Experimentation Platform
Definition
An experimentation platform is a software system that enables organizations to design, run, analyze, and manage controlled experiments—primarily A/B tests and multivariate tests—at scale across digital products and AI systems. These platforms handle traffic splitting, randomization, statistical analysis (including p-values, confidence intervals, and sample size calculations), experiment lifecycle management, and result visualization. Advanced platforms support more complex designs such as multi-armed bandit algorithms that dynamically allocate traffic to better-performing variants during the experiment rather than waiting for a fixed test period to conclude.
In commerce and AI deployment, experimentation platforms are the mechanism by which data-driven organizations validate that changes to algorithms, models, UX, pricing strategies, or content actually improve business outcomes before full rollout.
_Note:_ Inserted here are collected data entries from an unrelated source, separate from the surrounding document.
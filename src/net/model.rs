//! The immutable structural description of a PNPSC net (`spec.md` §3, §4.A),
//! plus the mutable simulation state a [`crate::simulator::Simulator`] owns
//! exclusively during a run.

use std::collections::HashMap;

use tracing::info;

use crate::error::{LoaderError, NetError, PnpscResult};
use crate::net::definition::{NetDefinition, PlaceDef, PlayerDef, TransitionDef};

/// Index of a place in the canonical sorted order.
pub type PlaceIdx = usize;
/// Index of a transition in the canonical sorted order.
pub type TransitionIdx = usize;

/// Index of a player in registration order (not sorted — registration order
/// is observable via turn sequencing in `spec.md` §4.C).
#[derive(Debug, Clone, Copy, PartialEq, Eq, Hash, PartialOrd, Ord)]
pub struct PlayerId(pub usize);

/// A `(place, delta)` control-rate modifier: while `place` is marked, add
/// `delta` to the owning transition's effective rate.
#[derive(Debug, Clone, Copy)]
pub struct ControlRateModifier {
    pub place: PlaceIdx,
    pub delta: f64,
}

#[derive(Debug, Clone)]
pub struct TransitionInfo {
    pub name: String,
    pub base_rate: f64,
    pub owner: Option<PlayerId>,
    pub inputs: Vec<PlaceIdx>,
    pub outputs: Vec<PlaceIdx>,
    pub inhibitors: Vec<PlaceIdx>,
    pub control_rates: Vec<ControlRateModifier>,
    pub fire_cost: Option<f64>,
}

/// Structurally constant description of a PNPSC net: arcs, control-rate
/// modifiers, ownership and visibility, all resolved to dense indices at
/// construction time (`spec.md` §9 "Dynamic dictionaries ... → dense
/// vectors").
#[derive(Debug, Clone)]
pub struct NetModel {
    place_names: Vec<String>,
    place_index: HashMap<String, PlaceIdx>,
    initial_marking: Vec<f64>,
    goal_owner: Vec<Option<PlayerId>>,

    transitions: Vec<TransitionInfo>,
    transition_index: HashMap<String, TransitionIdx>,

    player_names: Vec<String>,
    player_index: HashMap<String, PlayerId>,

    /// Sorted place indices visible to each player.
    visible_places: Vec<Vec<PlaceIdx>>,
    /// Sorted transition indices controlled by each player.
    controlled_rates: Vec<Vec<TransitionIdx>>,
    /// Place indices that are this player's own goal places.
    goal_places: Vec<Vec<PlaceIdx>>,
    /// Place indices that are any *other* player's goal places.
    end_places: Vec<Vec<PlaceIdx>>,
}

impl NetModel {
    /// Parses a declarative net definition from a JSON string and builds
    /// the canonical model in one step (`spec.md` §4.E/§6).
    pub fn load_str(json: &str) -> PnpscResult<Self> {
        let def: NetDefinition = serde_json::from_str(json).map_err(LoaderError::Json)?;
        Self::from_definition(&def)
    }

    /// As [`Self::load_str`], reading the JSON document from an arbitrary
    /// reader.
    pub fn load_reader(reader: impl std::io::Read) -> PnpscResult<Self> {
        let def: NetDefinition = serde_json::from_reader(reader).map_err(LoaderError::Json)?;
        Self::from_definition(&def)
    }

    pub fn from_definition(def: &NetDefinition) -> PnpscResult<Self> {
        let mut player_names = Vec::with_capacity(def.players.len());
        let mut player_index = HashMap::with_capacity(def.players.len());
        for (i, p) in def.players.iter().enumerate() {
            player_index.insert(p.name.clone(), PlayerId(i));
            player_names.push(p.name.clone());
        }

        let mut sorted_places: Vec<&crate::net::definition::PlaceDef> = def.places.iter().collect();
        sorted_places.sort_by(|a, b| a.name.cmp(&b.name));

        let mut place_names = Vec::with_capacity(sorted_places.len());
        let mut place_index = HashMap::with_capacity(sorted_places.len());
        let mut initial_marking = Vec::with_capacity(sorted_places.len());
        let mut goal_owner = Vec::with_capacity(sorted_places.len());
        let mut visible_places = vec![Vec::new(); player_names.len()];
        let mut goal_places = vec![Vec::new(); player_names.len()];

        for (idx, p) in sorted_places.iter().enumerate() {
            if p.marking < 0 {
                return Err(NetError::NegativeMarking(p.name.clone()).into());
            }
            place_index.insert(p.name.clone(), idx);
            place_names.push(p.name.clone());
            initial_marking.push(p.marking as f64);

            for observer in p.observers() {
                let pid = player_index
                    .get(observer)
                    .ok_or_else(|| NetError::UnknownPlayer(observer.to_string()))?;
                visible_places[pid.0].push(idx);
            }

            let owner = match &p.goal {
                Some(name) => {
                    let pid = *player_index
                        .get(name.as_str())
                        .ok_or_else(|| NetError::UnknownPlayer(name.clone()))?;
                    goal_places[pid.0].push(idx);
                    Some(pid)
                }
                None => None,
            };
            goal_owner.push(owner);
        }

        let mut sorted_transitions: Vec<&crate::net::definition::TransitionDef> =
            def.transitions.iter().collect();
        sorted_transitions.sort_by(|a, b| a.name.cmp(&b.name));

        let mut transition_index = HashMap::with_capacity(sorted_transitions.len());
        for (idx, t) in sorted_transitions.iter().enumerate() {
            transition_index.insert(t.name.clone(), idx);
        }

        let mut controlled_rates = vec![Vec::new(); player_names.len()];
        let mut transitions = Vec::with_capacity(sorted_transitions.len());

        let resolve_place = |name: &str, place_index: &HashMap<String, PlaceIdx>| {
            place_index
                .get(name)
                .copied()
                .ok_or_else(|| NetError::UnknownPlace(name.to_string()))
        };

        for (idx, t) in sorted_transitions.iter().enumerate() {
            let inputs = t
                .inputs()
                .map(|p| resolve_place(p, &place_index))
                .collect::<Result<Vec<_>, _>>()?;
            let outputs = t
                .outputs()
                .map(|p| resolve_place(p, &place_index))
                .collect::<Result<Vec<_>, _>>()?;
            let inhibitors = t
                .inhibitors()
                .map(|p| resolve_place(p, &place_index))
                .collect::<Result<Vec<_>, _>>()?;

            for ih in &inhibitors {
                if inputs.contains(ih) {
                    return Err(NetError::OverlappingArcs(
                        t.name.clone(),
                        place_names[*ih].clone(),
                    )
                    .into());
                }
            }

            let control_rates = t
                .control_rates()
                .map(|res| {
                    let (place, delta) = res.map_err(NetError::MalformedControlRate)?;
                    Ok(ControlRateModifier {
                        place: resolve_place(place, &place_index)?,
                        delta,
                    })
                })
                .collect::<Result<Vec<_>, NetError>>()?;

            let owner = match t.owner() {
                Some(name) => {
                    let pid = *player_index
                        .get(name)
                        .ok_or_else(|| NetError::UnknownPlayer(name.to_string()))?;
                    controlled_rates[pid.0].push(idx);
                    Some(pid)
                }
                None => None,
            };

            transitions.push(TransitionInfo {
                name: t.name.clone(),
                base_rate: t.rate,
                owner,
                inputs,
                outputs,
                inhibitors,
                control_rates,
                fire_cost: t.fire_cost,
            });
        }

        let end_places: Vec<Vec<PlaceIdx>> = (0..player_names.len())
            .map(|me| {
                let mut union: Vec<PlaceIdx> = goal_places
                    .iter()
                    .enumerate()
                    .filter(|(other, _)| *other != me)
                    .flat_map(|(_, places)| places.iter().copied())
                    .collect();
                union.sort_unstable();
                union.dedup();
                union
            })
            .collect();

        info!(
            places = place_names.len(),
            transitions = transitions.len(),
            players = player_names.len(),
            "loaded PNPSC net"
        );

        Ok(Self {
            place_names,
            place_index,
            initial_marking,
            goal_owner,
            transitions,
            transition_index,
            player_names,
            player_index,
            visible_places,
            controlled_rates,
            goal_places,
            end_places,
        })
    }

    pub fn num_places(&self) -> usize {
        self.place_names.len()
    }

    pub fn num_transitions(&self) -> usize {
        self.transitions.len()
    }

    pub fn num_players(&self) -> usize {
        self.player_names.len()
    }

    pub fn place_name(&self, idx: PlaceIdx) -> &str {
        &self.place_names[idx]
    }

    pub fn place_names(&self) -> &[String] {
        &self.place_names
    }

    pub fn transition_name(&self, idx: TransitionIdx) -> &str {
        &self.transitions[idx].name
    }

    pub fn transition_names(&self) -> impl Iterator<Item = &str> {
        self.transitions.iter().map(|t| t.name.as_str())
    }

    pub fn place_index(&self, name: &str) -> Option<PlaceIdx> {
        self.place_index.get(name).copied()
    }

    pub fn transition_index(&self, name: &str) -> Option<TransitionIdx> {
        self.transition_index.get(name).copied()
    }

    pub fn player_id(&self, name: &str) -> Option<PlayerId> {
        self.player_index.get(name).copied()
    }

    pub fn player_name(&self, id: PlayerId) -> &str {
        &self.player_names[id.0]
    }

    pub fn player_names(&self) -> &[String] {
        &self.player_names
    }

    pub fn initial_marking(&self) -> &[f64] {
        &self.initial_marking
    }

    pub fn initial_rates(&self) -> Vec<f64> {
        self.transitions.iter().map(|t| t.base_rate).collect()
    }

    pub fn transition(&self, idx: TransitionIdx) -> &TransitionInfo {
        &self.transitions[idx]
    }

    pub fn transitions(&self) -> &[TransitionInfo] {
        &self.transitions
    }

    /// Sorted place indices visible to `player`.
    pub fn visible_places(&self, player: PlayerId) -> &[PlaceIdx] {
        &self.visible_places[player.0]
    }

    /// Sorted transition indices controlled by `player`.
    pub fn controlled_rates(&self, player: PlayerId) -> &[TransitionIdx] {
        &self.controlled_rates[player.0]
    }

    /// This player's own goal places.
    pub fn goal_places(&self, player: PlayerId) -> &[PlaceIdx] {
        &self.goal_places[player.0]
    }

    /// Union of every *other* player's goal places (bug-fixed per
    /// `spec.md` §9: unions all other players, not just the first).
    pub fn end_places(&self, player: PlayerId) -> &[PlaceIdx] {
        &self.end_places[player.0]
    }

    pub fn goal_owner(&self, place: PlaceIdx) -> Option<PlayerId> {
        self.goal_owner[place]
    }

    /// Reconstructs the declarative form from canonical state
    /// (`spec.md` §8 "Round-trip / idempotence").
    pub fn to_definition(&self) -> NetDefinition {
        let players = self
            .player_names
            .iter()
            .map(|name| PlayerDef { name: name.clone() })
            .collect();

        let mut observers: Vec<Vec<&str>> = vec![Vec::new(); self.num_places()];
        for (pid, places) in self.visible_places.iter().enumerate() {
            for &p in places {
                observers[p].push(&self.player_names[pid]);
            }
        }

        let places = (0..self.num_places())
            .map(|i| PlaceDef {
                name: self.place_names[i].clone(),
                marking: self.initial_marking[i] as i64,
                player_observable: observers[i].join(","),
                goal: self.goal_owner[i].map(|pid| self.player_names[pid.0].clone()),
                description: None,
            })
            .collect();

        let transitions = self
            .transitions
            .iter()
            .map(|t| TransitionDef {
                name: t.name.clone(),
                rate: t.base_rate,
                input: self.join_places(&t.inputs),
                output: self.join_places(&t.outputs),
                inhibitor: self.join_places(&t.inhibitors),
                control_rate: t
                    .control_rates
                    .iter()
                    .map(|m| format!("{}={}", self.place_names[m.place], m.delta))
                    .collect::<Vec<_>>()
                    .join(","),
                player_control: t
                    .owner
                    .map(|pid| self.player_names[pid.0].clone())
                    .unwrap_or_default(),
                fire_cost: t.fire_cost,
                description: None,
            })
            .collect();

        NetDefinition {
            players,
            places,
            transitions,
        }
    }

    fn join_places(&self, places: &[PlaceIdx]) -> String {
        places
            .iter()
            .map(|&p| self.place_names[p].as_str())
            .collect::<Vec<_>>()
            .join(",")
    }
}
An updated product ranking model might look better in offline evaluation but underperform in production due to real-world factors not captured in historical data—only a controlled experiment with live users reveals the true impact. At scale, leading commerce companies run hundreds or thousands of concurrent experiments, requiring robust infrastructure to prevent experiment interference, maintain statistical integrity, and attribute results correctly. Experimentation platforms also serve as the organizational backbone for a culture of continuous improvement: they make it operationally feasible for product, engineering, and data science teams to test hypotheses systematically rather than relying on intuition or HiPPO (highest-paid person's opinion) decisions.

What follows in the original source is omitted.